Hard-boiled eggs are a traditional fixture on the Passover Seder plate. The Syrian-Jewish version, hamine eggs, involves slowly cooking the eggs overnight with onion skins and coffee grounds, which turns the flesh a beautiful tan color. Last year, we started to make hamine eggs for Passover and realized that while we had plenty of onion skins, the tiny bag of 2-year-old coffee in the freezer had vanished. We did, however, have a box of lapsang souchong tea bags and decided to try them instead. Lapsang souchong is a smoked black tea with an amazing flavor, and our finished eggs were deliciously rich and smoky. Throw these on your Seder plate and everyone will be hooked!
This does take a while, but nearly all of the time is inactive and you can either do this overnight or try it in a Crock-Pot if you don't feel like being confined to your house for 6-8 hours.
12 eggs
Skins from 3-5 onions
10 Lapsang Souchong tea bags
1 teaspoon canola oil
Place eggs in a large saucepan and cover with cold water. Add the onion skins, tea bags and oil and bring to a boil, then reduce heat to very low. Simmer, partially covered, for 6-8 hours. Any cracks in the eggshells will create beautiful dark veins on the egg whites. Drain the eggs, discard the tea bags and onion skins, and peel the eggs once they've cooled.
8 comments:
I have never heard of eggs cooked for this long. What would the texture be like?
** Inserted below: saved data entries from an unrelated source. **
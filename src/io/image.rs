//! Tile loading from image files and PNG export of rendered buffers

use crate::io::configuration::TILE_EXTENSIONS;
use crate::io::error::{Result, SynthesisError};
use crate::spatial::tiles::{CHANNELS, Tile};
use image::RgbImage;
use ndarray::Array3;
use std::path::Path;

/// Whether the path carries one of the accepted tile image extensions
pub fn is_tile_image(path: &Path) -> bool {
    path.extension()
        .and_then(|ext| ext.to_str())
        .is_some_and(|ext| {
            TILE_EXTENSIONS
                .iter()
                .any(|accepted| ext.eq_ignore_ascii_case(accepted))
        })
}

/// Convert a decoded RGB image into a tile
///
/// # Errors
///
/// Returns an error if the image has no pixels
pub fn tile_from_image(image: &RgbImage) -> Result<Tile> {
    let (width, height) = image.dimensions();
    let pixels = Array3::from_shape_vec(
        (height as usize, width as usize, CHANNELS),
        image.as_raw().clone(),
    )
    .map_err(|e| SynthesisError::InvalidSourceData {
        reason: format!("image buffer does not match its {height}x{width} size: {e}"),
    })?;
    Tile::from_array(pixels)
}

/// Load a single image file as an RGB tile
///
/// Alpha and palette data are discarded during conversion.
///
/// # Errors
///
/// Returns an error if the file cannot be opened or decoded, or holds no pixels
pub fn load_tile(path: &Path) -> Result<Tile> {
    let image = image::open(path).map_err(|e| SynthesisError::ImageLoad {
        path: path.to_path_buf(),
        source: e,
    })?;
    tile_from_image(&image.to_rgb8())
}

/// Load every tile image in a directory, sorted by path
///
/// Files without an accepted extension are ignored.
///
/// # Errors
///
/// Returns an error if:
/// - The directory cannot be read
/// - Any tile image fails to load
/// - The directory contains no tile images
pub fn load_tiles(directory: &Path) -> Result<Vec<Tile>> {
    let read_error = |e| SynthesisError::FileSystem {
        path: directory.to_path_buf(),
        operation: "read directory",
        source: e,
    };

    let mut paths = Vec::new();
    for entry in std::fs::read_dir(directory).map_err(read_error)? {
        let path = entry.map_err(read_error)?.path();
        if path.is_file() && is_tile_image(&path) {
            paths.push(path);
        }
    }
    paths.sort();

    if paths.is_empty() {
        return Err(SynthesisError::EmptyTileSet);
    }

    paths.iter().map(|path| load_tile(path)).collect()
}

/// Convert a `height x width x 3` buffer into an RGB image
///
/// # Errors
///
/// Returns an error if the buffer is not three-channel or too large for an image
pub fn to_rgb_image(pixels: &Array3<u8>) -> Result<RgbImage> {
    let (height, width, depth) = pixels.dim();
    if depth != CHANNELS {
        return Err(SynthesisError::InvalidSourceData {
            reason: format!("pixel buffer has {depth} channels, expected {CHANNELS}"),
        });
    }

    let too_large = || SynthesisError::InvalidSourceData {
        reason: format!("pixel buffer of {height}x{width} exceeds image limits"),
    };
    let width = u32::try_from(width).map_err(|_overflow| too_large())?;
    let height = u32::try_from(height).map_err(|_overflow| too_large())?;

    let raw: Vec<u8> = pixels.iter().copied().collect();
    RgbImage::from_raw(width, height, raw).ok_or_else(too_large)
}

/// Write a pixel buffer as a PNG, creating parent directories as needed
///
/// # Errors
///
/// Returns an error if:
/// - The buffer cannot be converted into an image
/// - The parent directory cannot be created
/// - The image cannot be saved to the specified path
pub fn save_rgb(pixels: &Array3<u8>, path: &Path) -> Result<()> {
    let image = to_rgb_image(pixels)?;

    if let Some(parent) = path.parent().filter(|parent| !parent.as_os_str().is_empty()) {
        std::fs::create_dir_all(parent).map_err(|e| SynthesisError::FileSystem {
            path: parent.to_path_buf(),
            operation: "create directory",
            source: e,
        })?;
    }

    image
        .save_with_format(path, image::ImageFormat::Png)
        .map_err(|e| SynthesisError::ImageExport {
            path: path.to_path_buf(),
            source: e,
        })
}
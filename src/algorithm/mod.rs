/// Pattern compatibility table over neighbor offsets
pub mod adjacency;
/// Efficient bitset implementation for pattern possibility tracking
pub mod bitset;
/// Caching system for propagation support sets
pub mod cache;
/// Generation configuration, synthesizer and collapse loop
pub mod executor;
/// Constraint propagation worklist
pub mod propagation;
/// Cell selection heuristics and seeded random choice
pub mod selection;
use crate::{
    math::probability::{shannon_entropy, weighted_index},
    spatial::grid::WaveGrid,
};
use rand::{Rng, SeedableRng, rngs::StdRng};

/// How the uncertainty of an undetermined cell is scored
#[derive(Clone, Copy, Debug, Default, PartialEq, Eq)]
pub enum Heuristic {
    /// Number of patterns still possible
    #[default]
    RemainingPatterns,
    /// Shannon entropy of the frequency-weighted remaining patterns
    Entropy,
}

/// Uncertainty score of one cell under a heuristic
///
/// `counts` are the pattern occurrence counts used as entropy weights.
pub fn uncertainty_score(
    grid: &WaveGrid,
    row: usize,
    col: usize,
    heuristic: Heuristic,
    counts: &[usize],
) -> f64 {
    match heuristic {
        Heuristic::RemainingPatterns => grid.remaining(row, col) as f64,
        Heuristic::Entropy => grid.possibilities(row, col).map_or(0.0, |bits| {
            shannon_entropy(
                bits.iter()
                    .map(|pattern| counts.get(pattern).copied().unwrap_or(0)),
            )
        }),
    }
}

/// Find the undetermined cell with the strictly lowest uncertainty
///
/// Scans column by column, rows within a column; the first cell found wins
/// ties. Observed cells and contradictions are never candidates. Returns
/// `None` once no candidate remains.
pub fn select_lowest_uncertainty(
    grid: &WaveGrid,
    heuristic: Heuristic,
    counts: &[usize],
) -> Option<[usize; 2]> {
    let mut best: Option<([usize; 2], f64)> = None;

    for col in 0..grid.cols() {
        for row in 0..grid.rows() {
            if grid.is_observed(row, col) || grid.remaining(row, col) == 0 {
                continue;
            }
            let score = uncertainty_score(grid, row, col, heuristic, counts);
            if best.is_none_or(|(_, lowest)| score < lowest) {
                best = Some(([row, col], score));
            }
        }
    }

    best.map(|(position, _)| position)
}

/// Seeded random selector for reproducible stochastic choices
pub struct RandomSelector<R = StdRng> {
    rng: R,
}

impl RandomSelector<StdRng> {
    /// Create a deterministic random selector
    pub fn new(seed: u64) -> Self {
        Self {
            rng: StdRng::seed_from_u64(seed),
        }
    }
}

impl<R: Rng> RandomSelector<R> {
    /// Wrap an existing random source
    pub const fn from_rng(rng: R) -> Self {
        Self { rng }
    }

    /// Pick one candidate with probability proportional to its weight
    ///
    /// Returns the chosen candidate, not its position in the slice. `None`
    /// when there are no candidates or every weight is zero.
    pub fn weighted_choice(&mut self, candidates: &[usize], weights: &[usize]) -> Option<usize> {
        let index = weighted_index(&mut self.rng, weights)?;
        candidates.get(index).copied()
    }

    /// Uniform index below `bound`
    pub fn index_below(&mut self, bound: usize) -> Option<usize> {
        (bound > 0).then(|| self.rng.random_range(0..bound))
    }
}
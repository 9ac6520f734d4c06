//! Command-line interface for synthesizing textures from example tiles

use crate::algorithm::executor::{GenerationConfig, GenerationReport, Synthesizer, Termination};
use crate::algorithm::selection::Heuristic;
use crate::io::configuration::{
    DEFAULT_OUTPUT_SIZE, DEFAULT_PASS_COUNT, DEFAULT_PATTERN_DIM, DEFAULT_SEED, OUTPUT_DIRECTORY,
    OUTPUT_FILE_STEM,
};
use crate::io::error::{Result, invalid_parameter, io_error};
use crate::io::image::{is_tile_image, load_tile, load_tiles, save_rgb};
use crate::io::progress::ProgressManager;
use crate::spatial::neighborhood::Neighborhood;
use crate::spatial::tiles::Tile;
use clap::Parser;
use std::path::{Path, PathBuf};

#[derive(Parser)]
#[command(name = "wavetile")]
#[command(
    author,
    version,
    about = "Synthesize textures from example tiles with overlapping wave function collapse"
)]
/// Command-line arguments for the texture synthesis tool
// Each transformation and heuristic is an independent opt-in switch
#[allow(clippy::struct_excessive_bools)]
pub struct Cli {
    /// Tile image or directory of tile images
    #[arg(value_name = "TARGET")]
    pub target: PathBuf,

    /// Output PNG path (defaults to results/result.png next to the tiles)
    #[arg(short, long)]
    pub output: Option<PathBuf>,

    /// Output width in pixels
    #[arg(short = 'w', long, default_value_t = DEFAULT_OUTPUT_SIZE)]
    pub width: usize,

    /// Output height in pixels (defaults to the width)
    #[arg(short = 'H', long)]
    pub height: Option<usize>,

    /// Side length of extracted patterns
    #[arg(short, long, default_value_t = DEFAULT_PATTERN_DIM)]
    pub dim: usize,

    /// Include 90°, 180° and 270° rotations of every pattern
    #[arg(short, long)]
    pub rotate: bool,

    /// Include horizontal mirrors of every pattern
    #[arg(short, long)]
    pub mirror: bool,

    /// Constrain every overlapping neighbor instead of the four adjacent cells
    #[arg(short = 'D', long)]
    pub dense: bool,

    /// Select cells by weighted entropy instead of remaining pattern count
    #[arg(short, long)]
    pub entropy: bool,

    /// Collapse a random cell first
    #[arg(long)]
    pub random_start: bool,

    /// Maximum collapses per pass before stopping
    #[arg(short, long)]
    pub iterations: Option<usize>,

    /// Random seed for reproducible generation
    #[arg(short, long, default_value_t = DEFAULT_SEED)]
    pub seed: u64,

    /// Number of outputs to generate, seeded consecutively
    #[arg(short = 'n', long, default_value_t = DEFAULT_PASS_COUNT)]
    pub count: usize,

    /// Suppress progress output
    #[arg(short, long)]
    pub quiet: bool,
}

impl Cli {
    /// Check if progress should be displayed
    pub const fn should_show_progress(&self) -> bool {
        !self.quiet
    }

    /// Generation settings described by the arguments
    pub fn generation_config(&self) -> GenerationConfig {
        GenerationConfig {
            output_shape: (self.height.unwrap_or(self.width), self.width),
            pattern_dim: self.dim,
            include_rotations: self.rotate,
            include_reflections: self.mirror,
            neighborhood: if self.dense {
                Neighborhood::Dense
            } else {
                Neighborhood::Compact
            },
            heuristic: if self.entropy {
                Heuristic::Entropy
            } else {
                Heuristic::RemainingPatterns
            },
            iteration_limit: self.iterations,
            random_start: self.random_start,
            seed: self.seed,
        }
    }

    /// Load the tiles named by the target
    ///
    /// # Errors
    ///
    /// Returns an error if the target is neither a tile image nor a directory,
    /// or if loading fails
    pub fn load_tiles(&self) -> Result<Vec<Tile>> {
        if self.target.is_dir() {
            load_tiles(&self.target)
        } else if self.target.is_file() && is_tile_image(&self.target) {
            Ok(vec![load_tile(&self.target)?])
        } else {
            Err(io_error(
                "Target must be a PNG or JPEG image or a directory of them",
            ))
        }
    }

    /// Output path for the pass at `index`
    ///
    /// A single pass writes to the base path. Several passes append the pass
    /// index to the file stem.
    pub fn output_path(&self, index: usize) -> PathBuf {
        let base = self.output.clone().unwrap_or_else(|| {
            self.tile_directory()
                .join(OUTPUT_DIRECTORY)
                .join(format!("{OUTPUT_FILE_STEM}.png"))
        });

        if self.count <= 1 {
            return base;
        }

        let stem = base
            .file_stem()
            .map_or_else(|| OUTPUT_FILE_STEM.into(), |s| s.to_string_lossy());
        base.with_file_name(format!("{stem}_{index}.png"))
    }

    fn tile_directory(&self) -> &Path {
        if self.target.is_dir() {
            &self.target
        } else {
            self.target.parent().unwrap_or_else(|| Path::new(""))
        }
    }
}

/// Runs the requested generation passes with progress tracking
pub struct PassRunner {
    cli: Cli,
    progress_manager: Option<ProgressManager>,
}

impl PassRunner {
    /// Create a new runner with the given CLI arguments
    pub fn new(cli: Cli) -> Self {
        let progress_manager = cli.should_show_progress().then(ProgressManager::new);

        Self {
            cli,
            progress_manager,
        }
    }

    /// Load tiles, build the synthesizer and write every requested output
    ///
    /// # Errors
    ///
    /// Returns an error if tile loading, configuration, pattern extraction or
    /// image export fails
    pub fn run(&mut self) -> Result<()> {
        self.run_passes().map(|_| ())
    }

    /// Same as [`Self::run`], returning the written paths and pass reports
    ///
    /// # Errors
    ///
    /// Returns an error if tile loading, configuration, pattern extraction or
    /// image export fails
    pub fn run_passes(&mut self) -> Result<Vec<(PathBuf, GenerationReport)>> {
        if self.cli.count == 0 {
            return Err(invalid_parameter(
                "count",
                &self.cli.count,
                &"must generate at least one output",
            ));
        }

        let tiles = self.cli.load_tiles()?;
        let synthesizer = Synthesizer::new(&tiles, self.cli.generation_config())?;

        if let Some(ref mut pm) = self.progress_manager {
            pm.initialize(self.cli.count);
        }

        let mut outputs = Vec::with_capacity(self.cli.count);
        for index in 0..self.cli.count {
            outputs.push(self.run_pass(&synthesizer, index)?);
        }

        if let Some(ref pm) = self.progress_manager {
            pm.finish();
        }

        Ok(outputs)
    }

    fn run_pass(
        &mut self,
        synthesizer: &Synthesizer,
        index: usize,
    ) -> Result<(PathBuf, GenerationReport)> {
        let output_path = self.cli.output_path(index);
        let seed = self.cli.seed.wrapping_add(index as u64);
        let mut engine = synthesizer.engine_with_seed(seed);

        if let Some(ref mut pm) = self.progress_manager {
            let label = output_path
                .file_name()
                .unwrap_or_default()
                .to_string_lossy()
                .to_string();
            pm.start_pass(index, &label, engine.grid().cell_count());
        }

        while engine.run_iteration() {
            if let Some(ref mut pm) = self.progress_manager {
                pm.update_pass(index, engine.resolved_cells());
            }
        }

        save_rgb(&engine.render(), &output_path)?;

        if let Some(ref mut pm) = self.progress_manager {
            pm.complete_pass(index);
        }

        let (_, report) = engine.into_parts();
        if !self.cli.quiet {
            Self::print_summary(&output_path, &report);
        }

        Ok((output_path, report))
    }

    // Allow print for user feedback on incomplete passes
    #[allow(clippy::print_stderr)]
    fn print_summary(output_path: &Path, report: &GenerationReport) {
        if report.termination == Some(Termination::IterationLimit) {
            eprintln!(
                "{}: stopped at the iteration limit after {} collapses",
                output_path.display(),
                report.collapses
            );
        }
        if !report.contradictions.is_empty() {
            eprintln!(
                "{}: {} contradictions, first at wave cell ({}, {})",
                output_path.display(),
                report.contradictions.len(),
                report.contradictions.first().map_or(0, |c| c.row),
                report.contradictions.first().map_or(0, |c| c.col),
            );
        }
    }
}
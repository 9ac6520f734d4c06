//! Spatial data structures and grid manipulation
//!
//! This module contains spatial-related functionality including:
//! - Tile and pattern pixel blocks
//! - Neighbor offsets between overlapping patterns
//! - Wave grid state management

/// Wave grid state management and manipulation functions
pub mod grid;
/// Neighbor offset sets
pub mod neighborhood;
/// Tile and pattern data structures and window extraction
pub mod tiles;

pub use grid::WaveGrid;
They're actually fairly similar in texture to regular hard-boiled eggs, but with deeper flavor.
this sounds wonderful. i will give it t a try in the crock pot. Thanks.
I made the eggs on saturday, though I did used ground coffee instead of the tea as I couldn't find that tea. We all liked the eggs done this way. Even took some over to a friend who keeps all sorts of fowl and sells their eggs. She liked the eggs as well. Thanks. ps, I did mine in the crock pot for 6 hours.
Perfect! Glad you all liked them.
This seems like it's a lot like Chinese tea eggs: http://en.wikipedia.org/wiki/Tea_egg
Wow! I've never heard of Chinese tea eggs, and now I'll definitely have to go seek them out!
I found a recipe to cook them in a pressure cooker for only an hour. I'm trying it now as i type this. I will respond back and let you know how they turn out.